Monday, October 6, 2014

13 Hours in Benghazi



Since the embassy is in Tripoli, the United States Diplomatic Compound in Benghazi did not fall under the guidelines of the State Department’s standards for embassy security; therefore, the niceties of bulletproof glass and secure air supply went overlooked in the main residential villa used by Ambassador Chris Stevens during his stay in Libya’s second city.  That was the first blunder.  The second was keeping the American security contractors at a second compound, known as the Annex and controlled by the CIA, ten minutes distant.  Probably the most fatal security breach was employing Libyans as guards.  Most sentient persons know of the storming of the diplomatic compound and the killing of Ambassador Stevens, and three other Americans, on September 11, 2012, but the truthful details of what happened are less clear.  While six heavily armed, expertly trained and highly motivated American security men chafed under the temporizing yoke of the mysterious CIA operative, “Bob,” Islamic terrorists had free range to set alight the Ambassador’s villa with himself and communications officer, Sean Smith, trapped inside the “safe haven.”

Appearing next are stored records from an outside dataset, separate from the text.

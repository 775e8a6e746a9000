//! 链接管理端点
//!
//! 所有端点都在 [`ApiKeyAuth`](crate::api::middleware::ApiKeyAuth) 之后，
//! 调用方身份从 request extensions 中取出。

use actix_web::{Responder, web};
use std::sync::Arc;
use tracing::trace;

use crate::services::{CreateLinkRequest, LinkService, Requester, UpdateLinkRequest};

use super::helpers::{api_result, created_response, error_from_shortlink};
use super::types::{LinkResponse, ListQuery, PaginatedLinks};

pub async fn create_link(
    requester: web::ReqData<Requester>,
    body: web::Json<CreateLinkRequest>,
    service: web::Data<Arc<LinkService>>,
) -> impl Responder {
    let mut req = body.into_inner();
    // 普通调用方只能为自己创建；管理员可以指定所有者
    if let Requester::Owner(owner) = requester.into_inner() {
        req.owner = Some(owner);
    }

    match service.create_link(req).await {
        Ok(link) => created_response(LinkResponse::from(link)),
        Err(e) => error_from_shortlink(&e),
    }
}

pub async fn list_links(
    requester: web::ReqData<Requester>,
    query: web::Query<ListQuery>,
    service: web::Data<Arc<LinkService>>,
) -> impl Responder {
    trace!("Listing links: page={}, page_size={}", query.page, query.page_size);
    api_result(
        service
            .list_links(&requester, query.page, query.page_size)
            .await
            .map(PaginatedLinks::from),
    )
}

pub async fn get_link(
    requester: web::ReqData<Requester>,
    path: web::Path<String>,
    service: web::Data<Arc<LinkService>>,
) -> impl Responder {
    api_result(
        service
            .get_link(&path, &requester)
            .await
            .map(LinkResponse::from),
    )
}

pub async fn update_link(
    requester: web::ReqData<Requester>,
    path: web::Path<String>,
    body: web::Json<UpdateLinkRequest>,
    service: web::Data<Arc<LinkService>>,
) -> impl Responder {
    api_result(
        service
            .update_link(&path, &requester, body.into_inner())
            .await
            .map(LinkResponse::from),
    )
}

pub async fn disable_link(
    requester: web::ReqData<Requester>,
    path: web::Path<String>,
    service: web::Data<Arc<LinkService>>,
) -> impl Responder {
    api_result(
        service
            .disable_link(&path, &requester)
            .await
            .map(LinkResponse::from),
    )
}

pub async fn enable_link(
    requester: web::ReqData<Requester>,
    path: web::Path<String>,
    service: web::Data<Arc<LinkService>>,
) -> impl Responder {
    api_result(
        service
            .enable_link(&path, &requester)
            .await
            .map(LinkResponse::from),
    )
}

/// 链接管理路由 `/links`
///
/// - GET /links - 当前调用方的链接（管理员为全部）
/// - POST /links - 创建链接
/// - GET /links/{code} - 获取单个链接
/// - PATCH /links/{code} - 更新目标地址或过期时间
/// - DELETE /links/{code} - 禁用（软删除）
/// - POST /links/{code}/disable, /links/{code}/enable
pub fn links_routes() -> actix_web::Scope {
    web::scope("/links")
        .route("", web::get().to(list_links))
        .route("", web::post().to(create_link))
        .route("/{code}/disable", web::post().to(disable_link))
        .route("/{code}/enable", web::post().to(enable_link))
        .route("/{code}", web::get().to(get_link))
        .route("/{code}", web::patch().to(update_link))
        .route("/{code}", web::delete().to(disable_link))
}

13 Hours in Benghazi lifts the cloud of political obfuscation from the facts of this American tragedy.  Mr. Zuckoff’s collaboration with five of the surviving security contractors is an even handed, if gritty, depiction of that catastrophic night in Benghazi.  Failing to do the right things, from the President to the Secretary of State to the embassy staff in Tripoli to the CIA head of station, Benghazi, is a national disgrace.  Furthermore, the still ongoing denials and cover-ups by Hillary Clinton, Barack Obama and their spokespersons, is nothing less than calling five American heroes liars and denigrating the memory of the four deceased.


This should be required reading for all Americans.  The story is told through the various viewpoints of the participants.  It is concise and well paced.  Sadly, the prose is, shall I say pedestrian—no, I should say atrocious.  One has the sense that a race to market took precedence over good writing.